▶ ASSIGNED TASK:
Write out exactly the lines from the one containing "assert_eq!(groups[0].metadata, Some(GroupMetadata::default()));" through the last line of the records below, and no others.

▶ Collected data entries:
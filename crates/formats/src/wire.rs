//! JSON shapes of the event/layer catalog API.
//!
//! Every field the API may omit is defaulted so that a sparse response still
//! decodes; missing metadata is handled by the catalog builder.

use serde::{Deserialize, Deserializer, Serialize};

#[derive(Debug, Clone, PartialEq, Serialize, Deserialize)]
pub struct EventSummary {
    pub name: String,
    /// `[W, S, E, N]`.
    #[serde(default, skip_serializing_if = "Option::is_none")]
    pub bounding_box_coords: Option<[f64; 4]>,
}

#[derive(Debug, Default, Clone, PartialEq, Serialize, Deserialize)]
pub struct EventDetail {
    #[serde(default, skip_serializing_if = "Option::is_none")]
    pub bounding_box_coords: Option<[f64; 4]>,
}

#[derive(Debug, Clone, PartialEq, Serialize, Deserialize)]
pub struct LayerRef {
    pub name: String,
    pub url: String,
}

#[derive(Debug, Clone, PartialEq, Serialize, Deserialize)]
pub struct GroupPayload {
    #[serde(deserialize_with = "version_token")]
    pub version: String,
    #[serde(default, deserialize_with = "null_as_default")]
    pub layers: Vec<LayerRef>,
    #[serde(default, skip_serializing_if = "Option::is_none")]
    pub metadata_url: Option<String>,
    #[serde(default, skip_serializing_if = "Option::is_none")]
    pub metadata: Option<GroupMetadata>,
}

#[derive(Debug, Default, Clone, PartialEq, Serialize, Deserialize)]
pub struct GroupMetadata {
    #[serde(rename = "AOI", default, skip_serializing_if = "Option::is_none")]
    pub aoi: Option<String>,
    #[serde(default, skip_serializing_if = "Option::is_none")]
    pub uploaded_at: Option<String>,
    /// Positionally paired with `GroupPayload::layers`.
    #[serde(default, deserialize_with = "null_as_default")]
    pub layers: Vec<Option<LayerMetadata>>,
}

#[derive(Debug, Default, Clone, PartialEq, Serialize, Deserialize)]
pub struct LayerMetadata {
    #[serde(default, skip_serializing_if = "Option::is_none")]
    pub description: Option<String>,
    #[serde(default, deserialize_with = "null_as_default")]
    pub legend: Vec<String>,
}

/// Result of `POST /pending/layers/{event}/approve/{version}`.
#[derive(Debug, Clone, Copy, PartialEq, Eq, Serialize, Deserialize)]
pub struct ApprovalResponse {
    pub ok: bool,
    pub status: u16,
}

pub fn decode_groups(json: &str) -> Result<Vec<GroupPayload>, serde_json::Error> {
    serde_json::from_str(json)
}

pub fn decode_events(json: &str) -> Result<Vec<EventSummary>, serde_json::Error> {
    serde_json::from_str(json)
}

fn null_as_default<'de, D, T>(deserializer: D) -> Result<T, D::Error>
where
    D: Deserializer<'de>,
    T: Default + Deserialize<'de>,
{
    Ok(Option::<T>::deserialize(deserializer)?.unwrap_or_default())
}

// Releases are tagged with strings in newer uploads and bare numbers in older ones.
fn version_token<'de, D>(deserializer: D) -> Result<String, D::Error>
where
    D: Deserializer<'de>,
{
    match serde_json::Value::deserialize(deserializer)? {
        serde_json::Value::String(s) => Ok(s),
        serde_json::Value::Number(n) => Ok(n.to_string()),
        other => Err(serde::de::Error::custom(format!(
            "version must be a string or number, got {other}"
        ))),
    }
}

#[cfg(test)]
mod tests {
    use super::{decode_events, decode_groups, GroupMetadata, LayerMetadata};

    #[test]
    fn decodes_full_group() {
        let json = r#"[{
            "version": "v1",
            "layers": [{"name": "A", "url": "u1"}, {"name": "B", "url": "u2"}],
            "metadata_url": "https://example.org/v1.json",
            "metadata": {
                "AOI": "Zone1",
                "uploaded_at": "2017-09-21T10:00:00Z",
                "layers": [{"description": "d1", "legend": ["low", "high"]}, null]
            }
        }]"#;
        let groups = decode_groups(json).unwrap();
        assert_eq!(groups.len(), 1);
        let g = &groups[0];
        assert_eq!(g.version, "v1");
        assert_eq!(g.layers[1].url, "u2");
        let meta = g.metadata.as_ref().unwrap();
        assert_eq!(meta.aoi.as_deref(), Some("Zone1"));
        assert_eq!(
            meta.layers[0],
            Some(LayerMetadata {
                description: Some("d1".to_string()),
                legend: vec!["low".to_string(), "high".to_string()],
            })
        );
        assert_eq!(meta.layers[1], None);
    }

    #[test]
    fn sparse_group_decodes_with_defaults() {
        let groups = decode_groups(r#"[{"version": 3, "layers": null, "metadata": {}}]"#).unwrap();
        assert_eq!(groups[0].version, "3");
        assert!(groups[0].layers.is_empty());
        assert_eq!(groups[0].metadata, Some(GroupMetadata::default()));
        assert_eq!(groups[0].metadata_url, None);
    }

    #[test]
    fn version_must_be_scalar() {
        assert!(decode_groups(r#"[{"version": {"x": 1}}]"#).is_err());
    }

    #[test]
    fn events_carry_optional_bounds() {
        let events = decode_events(
            r#"[{"name": "irma", "bounding_box_coords": [-62, 14, -60, 16]}, {"name": "maria"}]"#,
        )
        .unwrap();
        assert_eq!(events[0].bounding_box_coords, Some([-62.0, 14.0, -60.0, 16.0]));
        assert_eq!(events[1].bounding_box_coords, None);
    }
}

▶ WORKED SOLUTION:
        assert_eq!(groups[0].metadata, Some(GroupMetadata::default()));
        assert_eq!(groups[0].metadata_url, None);
    }

    #[test]
    fn version_must_be_scalar() {
        assert!(decode_groups(r#"[{"version": {"x": 1}}]"#).is_err());
    }

    #[test]
    fn events_carry_optional_bounds() {
        let events = decode_events(
            r#"[{"name": "irma", "bounding_box_coords": [-62, 14, -60, 16]}, {"name": "maria"}]"#,
        )
        .unwrap();
        assert_eq!(events[0].bounding_box_coords, Some([-62.0, 14.0, -60.0, 16.0]));
        assert_eq!(events[1].bounding_box_coords, None);
    }
}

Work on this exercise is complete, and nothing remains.